Next, we apply our method to experimental data of E.coli recorded in a constant gradient of a chemoattractant concentration. Conditioning the analysis on the swimming direction, we are able to determine how the swimming parameters depend on the orientation or swimming angle θ. Thus, we divide the experimental data into eight subsets or sectors each spanning a range of orientation angles centered at ${\theta }_{n}=2\pi n/8$ for n = {0, 1, ..., 7 }. Here, θ = 0, 2π means swimming up the gradient and θ = π against the gradient. In practice, instead of dividing the data for the orientation angle into 8 disjunct sectors, we use smooth weighting based on Gaussian kernels as in [22] (for further details see appendix D).
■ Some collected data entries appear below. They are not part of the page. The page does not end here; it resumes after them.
impl ControlPipe {
    pub fn new() -> Self {
        ControlPipe {
            endpoint: Endpoint::new(0, Kind::Control),
            transfer: None,
            last_error: None,
        }
    }

    /// Indicates if there's no transfer in progress.
    #[cfg(test)]
    pub fn is_idle(&self) -> bool {
        self.transfer.is_none()
    }

    /// Returns the reason for the most recent stall.
    pub fn last_error(&self) -> Option<ProtocolError> {
        self.last_error
    }

    /// Configure EP0, and drop any transfer in progress.
    ///
    /// Use this after initialization, and after a bus reset.
    pub fn reset<R: Registers + ?Sized>(&mut self, regs: &R) {
        self.transfer = None;
        self.endpoint.configure(regs, Status::Valid, Status::Nak);
    }

    /// Disable EP0, and drop any transfer in progress.
    pub fn disable<R: Registers + ?Sized>(&mut self, regs: &R) {
        self.transfer = None;
        self.endpoint.disable(regs);
    }

    /// Handle a SETUP packet.
    pub fn on_setup<R: Registers + ?Sized, const N: usize>(&mut self, cx: &mut Context<'_, '_, R, N>) {
        let mut setup = [0; 8];
        let len = cx.bdt.read_receive(0, &mut setup);
        self.endpoint.clear_complete(cx.regs, UsbDirection::Out);

        // The peripheral sets both toggles to DATA1 on a SETUP.
        self.endpoint.set_toggle(UsbDirection::Out, true);
        self.endpoint.set_toggle(UsbDirection::In, true);

        if let Some(transfer) = self.transfer.take() {
            debug!(
                "EP0 ABORT REQUEST {} STAGE {}",
                transfer.request.request,
                transfer.stage as u8
            );
        }

        if len != setup.len() {
            self.stall(cx.regs, ProtocolError::Length(len as u16));
            return;
        }

        let request = parse(&setup);
        trace!(
            "EP0 SETUP {:?} TYPE {} RECIPIENT {} REQUEST {} VALUE {} INDEX {} LENGTH {}",
            request.direction,
            request.request_type as u8,
            request.recipient as u8,
            request.request,
            request.value,
            request.index,
            request.length
        );

        match self.handle(cx, &request) {
            Ok(response) => self.start(cx, request, response),
            Err(error) => self.stall(cx.regs, error),
        }
    }

    /// Handle a completed OUT that isn't a SETUP.
    pub fn on_out<R: Registers + ?Sized, const N: usize>(&mut self, cx: &mut Context<'_, '_, R, N>) {
        let mut packet = [0; crate::MAX_PACKET_SIZE];
        let len = cx.bdt.read_receive(0, &mut packet);
        self.endpoint.clear_complete(cx.regs, UsbDirection::Out);
        self.endpoint.toggle_data(UsbDirection::Out);

        let Some(transfer) = self.transfer.as_mut() else {
            warn!("EP0 OUT {} WITHOUT TRANSFER", len);
            self.endpoint
                .set_status(cx.regs, UsbDirection::Out, Status::Valid);
            return;
        };

        match transfer.stage {
            Stage::DataOut => {
                let start = transfer.received_len;
                let end = (start + len).min(transfer.received.len());
                transfer.received[start..end].copy_from_slice(&packet[..end - start]);
                transfer.received_len = end;

                let expected = usize::from(transfer.request.length);
                if end >= expected || len < cx.bdt.max_packet_size(0) {
                    let result = self.complete_out(cx);
                    match result {
                        Ok(()) => self.status_in(cx),
                        Err(error) => self.stall(cx.regs, error),
                    }
                } else {
                    self.endpoint
                        .set_status(cx.regs, UsbDirection::Out, Status::Valid);
                }
            }
            // The status stage of a control read, possibly before we sent
            // all of the data.
            Stage::DataIn | Stage::StatusOut => {
                if transfer.stage == Stage::DataIn {
                    debug!("EP0 EARLY STATUS");
                }
                self.finish(cx);
            }
            Stage::StatusIn => {
                warn!("EP0 UNEXPECTED OUT {} IN STATUS STAGE", len);
            }
        }
    }

    /// Handle a completed IN.
    pub fn on_in<R: Registers + ?Sized, const N: usize>(&mut self, cx: &mut Context<'_, '_, R, N>) {
        self.endpoint.clear_complete(cx.regs, UsbDirection::In);
        self.endpoint.toggle_data(UsbDirection::In);

        let Some(transfer) = self.transfer.as_mut() else {
            warn!("EP0 IN WITHOUT TRANSFER");
            return;
        };

        match transfer.stage {
            Stage::DataIn => {
                if !self.send_next(cx) {
                    if let Some(transfer) = self.transfer.as_mut() {
                        transfer.stage = Stage::StatusOut;
                    }
                }
            }
            Stage::StatusIn => self.finish(cx),
            Stage::DataOut | Stage::StatusOut => {
                warn!("EP0 UNEXPECTED IN");
            }
        }
    }

    /// Stall both directions until the next SETUP.
    fn stall<R: Registers + ?Sized>(&mut self, regs: &R, error: ProtocolError) {
        self.transfer = None;
        self.last_error = Some(error);
        self.endpoint.set_status(regs, UsbDirection::Out, Status::Stall);
        self.endpoint.set_status(regs, UsbDirection::In, Status::Stall);
        warn!("EP0 STALL {}", error.code());
    }

    /// Begin the data or status stage.
    fn start<R: Registers + ?Sized, const N: usize>(
        &mut self,
        cx: &mut Context<'_, '_, R, N>,
        request: Request,
        response: Response,
    ) {
        match response {
            Response::In(payload) if request.length > 0 => {
                let len = payload.as_slice().len().min(usize::from(request.length));
                let payload = match payload {
                    Payload::Static(data) => Payload::Static(&data[..len]),
                    Payload::Inline { buffer, .. } => Payload::Inline { buffer, len },
                };
                let max_packet_size = cx.bdt.max_packet_size(0);
                let mut transfer = ControlTransfer::new(request, Stage::DataIn);
                transfer.zlp = len < usize::from(request.length) && len % max_packet_size == 0;
                transfer.payload = payload;
                self.transfer = Some(transfer);
                self.send_next(cx);
                // The host may end the data stage early.
                self.endpoint
                    .set_status(cx.regs, UsbDirection::Out, Status::Valid);
            }
            Response::In(_) => {
                self.transfer = Some(ControlTransfer::new(request, Stage::StatusIn));
                self.status_in(cx);
            }
            Response::NoData(action) => {
                let mut transfer = ControlTransfer::new(request, Stage::StatusIn);
                transfer.action = action;
                self.transfer = Some(transfer);
                self.status_in(cx);
            }
            Response::Out(out_data) => {
                let mut transfer = ControlTransfer::new(request, Stage::DataOut);
                transfer.out_data = Some(out_data);
                self.transfer = Some(transfer);
                self.endpoint
                    .set_status(cx.regs, UsbDirection::Out, Status::Valid);
            }
        }
    }

    /// Arm the next IN data packet. Returns `false` if there's nothing left
    /// to send.
    fn send_next<R: Registers + ?Sized, const N: usize>(
        &mut self,
        cx: &mut Context<'_, '_, R, N>,
    ) -> bool {
        let Some(transfer) = self.transfer.as_mut() else {
            return false;
        };
        let remaining = &transfer.payload.as_slice()[transfer.sent..];
        if remaining.is_empty() && !transfer.zlp {
            return false;
        }
        if remaining.is_empty() {
            transfer.zlp = false;
        }
        let len = cx.bdt.write_transmit(0, remaining);
        transfer.sent += len;
        trace!("EP0 IN {}", len);
        self.endpoint
            .set_status(cx.regs, UsbDirection::In, Status::Valid);
        true
    }

    /// Send the zero length status packet for a control write, or for a
    /// request without a data stage.
    fn status_in<R: Registers + ?Sized, const N: usize>(&mut self, cx: &mut Context<'_, '_, R, N>) {
        if let Some(transfer) = self.transfer.as_mut() {
            transfer.stage = Stage::StatusIn;
        }
        // No IN data, so the toggle is still DATA1 from the SETUP.
        debug_assert!(self.endpoint.toggle(UsbDirection::In));
        cx.bdt.set_transmit_count(0, 0);
        self.endpoint
            .set_status(cx.regs, UsbDirection::In, Status::Valid);
    }

    /// Apply a completed OUT data stage.
    fn complete_out<R: Registers + ?Sized, const N: usize>(
        &mut self,
        cx: &mut Context<'_, '_, R, N>,
    ) -> Result<(), ProtocolError> {
        let Some(transfer) = self.transfer.as_ref() else {
            return Ok(());
        };
        let data = &transfer.received[..transfer.received_len];
        match transfer.out_data {
            Some(OutData::LineCoding) => {
                let coding = LineCoding::from_bytes(data)?;
                debug!(
                    "LINE CODING {} {} {} {}",
                    coding.baud_rate(),
                    coding.data_bits(),
                    coding.parity() as u8,
                    coding.stop_bits() as u8
                );
                cx.cdc.line_coding = coding;
            }
            None => {}
        }
        Ok(())
    }

    /// The status stage completed. Apply deferred actions, and go idle.
    fn finish<R: Registers + ?Sized, const N: usize>(&mut self, cx: &mut Context<'_, '_, R, N>) {
        let Some(transfer) = self.transfer.take() else {
            return;
        };
        if let Some(Action::SetAddress(address)) = transfer.action {
            let usb = ral::control(cx.regs);
            ral::write_reg!(ral::usb, &usb, DADDR, EF: 1, ADD: u16::from(address));
            *cx.state = if address == 0 {
                DeviceState::Default
            } else {
                DeviceState::Addressed
            };
            debug!("ADDRESS {}", address);
        }
        // Drop anything left armed by an early status.
        self.endpoint.set_status(cx.regs, UsbDirection::In, Status::Nak);
        self.endpoint
            .set_status(cx.regs, UsbDirection::Out, Status::Valid);
    }

    /// Decide how to respond to a request. Requests without a data stage
    /// take effect here.
    fn handle<R: Registers + ?Sized, const N: usize>(
        &mut self,
        cx: &mut Context<'_, '_, R, N>,
        request: &Request,
    ) -> Result<Response, ProtocolError> {
        match request.request_type {
            RequestType::Standard => standard(cx, request),
            RequestType::Class if request.recipient == Recipient::Interface => class(cx, request),
            _ => Err(unsupported(request)),
        }
    }
}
Figure 7 shows the results from applying our inference method to the moments of speed and to the distribution of angular displacements. Graph (a) plots the tumble bias λ/r, the ratio of tumble time to run time, versus orientation angle. It is lowered when swimming up the gradient (θ = 0, 2π) and increased when swimming down the gradient (θ = π). This confirms the classical chemotaxis strategy. The curves from angle inference (orange) and speed inference (blue) show good agreement. Again, we recognize that both inference strategies give coherent results, even though they are performed independently from each other. In figure 7(b) the rotational diffusion coefficient D_T during tumbling also depends on the swimming direction. It is lowered when swimming up the gradient and increased when swimming down the gradient. This suggests angular persistence or a reduced mean tumble angle, when swimming in a favorable direction, as a chemotaxis strategy. It was already reported in [8, 22]. We will comment more on this strategy in the following.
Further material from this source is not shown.